## Action item
Repeat the records below exactly, beginning at the first line and finishing with the line that contains "pub const DEFAULT_CONTENT_MIN_LENGTH: usize".
START Dataset content
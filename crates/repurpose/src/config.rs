//! Pipeline configuration.

use prompt_guard::{prompt_safe_string_schema, FieldKind, LengthBounds, PromptSafeString};
use serde::{Deserialize, Serialize};
use thread_splitter::SplitterConfig;

/// Default minimum length of submitted content, in characters.
pub const DEFAULT_CONTENT_MIN_LENGTH: usize = 10;

/// Default maximum length of submitted content, in characters.
pub const DEFAULT_CONTENT_MAX_LENGTH: usize = 5000;

/// Default maximum length of a persona description, in characters.
pub const DEFAULT_PERSONA_MAX_LENGTH: usize = 500;

/// Length limits for the user-supplied fields.
#[derive(Debug, Clone, Copy, PartialEq, Eq, Serialize, Deserialize)]
#[serde(default, rename_all = "camelCase")]
pub struct FieldRules {
    pub content_min_length: usize,
    pub content_max_length: usize,
    pub persona_max_length: usize,
}

impl Default for FieldRules {
    fn default() -> Self {
        Self {
            content_min_length: DEFAULT_CONTENT_MIN_LENGTH,
            content_max_length: DEFAULT_CONTENT_MAX_LENGTH,
            persona_max_length: DEFAULT_PERSONA_MAX_LENGTH,
        }
    }
}

impl FieldRules {
    /// Load limits from the environment.
    ///
    /// # Optional Environment Variables
    /// - `CONTENT_MIN_LENGTH` (default: 10)
    /// - `CONTENT_MAX_LENGTH` (default: 5000)
    /// - `PERSONA_MAX_LENGTH` (default: 500)
    #[must_use]
    pub fn from_env() -> Self {
        Self {
            content_min_length: env_usize("CONTENT_MIN_LENGTH", DEFAULT_CONTENT_MIN_LENGTH),
            content_max_length: env_usize("CONTENT_MAX_LENGTH", DEFAULT_CONTENT_MAX_LENGTH),
            persona_max_length: env_usize("PERSONA_MAX_LENGTH", DEFAULT_PERSONA_MAX_LENGTH),
        }
    }

    /// Validation rule for the core idea.
    #[must_use]
    pub fn content_schema(&self) -> PromptSafeString {
        prompt_safe_string_schema(
            FieldKind::Content,
            LengthBounds::new()
                .min(
                    self.content_min_length,
                    format!(
                        "Content must be at least {} characters",
                        self.content_min_length
                    ),
                )
                .max(
                    self.content_max_length,
                    format!(
                        "Content must be at most {} characters",
                        self.content_max_length
                    ),
                ),
        )
    }

    /// Validation rule for the optional persona.
    #[must_use]
    pub fn persona_schema(&self) -> PromptSafeString {
        prompt_safe_string_schema(
            FieldKind::Persona,
            LengthBounds::new().max(
                self.persona_max_length,
                format!(
                    "Persona must be at most {} characters",
                    self.persona_max_length
                ),
            ),
        )
    }
}

/// Everything the pipeline needs besides the generator.
#[derive(Debug, Clone, Copy, Default, PartialEq, Eq, Serialize, Deserialize)]
#[serde(default, rename_all = "camelCase")]
pub struct PipelineConfig {
    pub fields: FieldRules,
    pub splitter: SplitterConfig,
}

impl PipelineConfig {
    /// Load both field and splitter limits from the environment.
    #[must_use]
    pub fn from_env() -> Self {
        Self {
            fields: FieldRules::from_env(),
            splitter: SplitterConfig::from_env(),
        }
    }
}

fn env_usize(key: &str, default: usize) -> usize {
    std::env::var(key)
        .ok()
        .and_then(|v| v.trim().parse().ok())
        .unwrap_or(default)
}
END Dataset content
## Response for this exercise
filename crates/repurpose/src/config.rs
//! Pipeline configuration.

use prompt_guard::{prompt_safe_string_schema, FieldKind, LengthBounds, PromptSafeString};
use serde::{Deserialize, Serialize};
use thread_splitter::SplitterConfig;

/// Default minimum length of submitted content, in characters.
pub const DEFAULT_CONTENT_MIN_LENGTH: usize = 10;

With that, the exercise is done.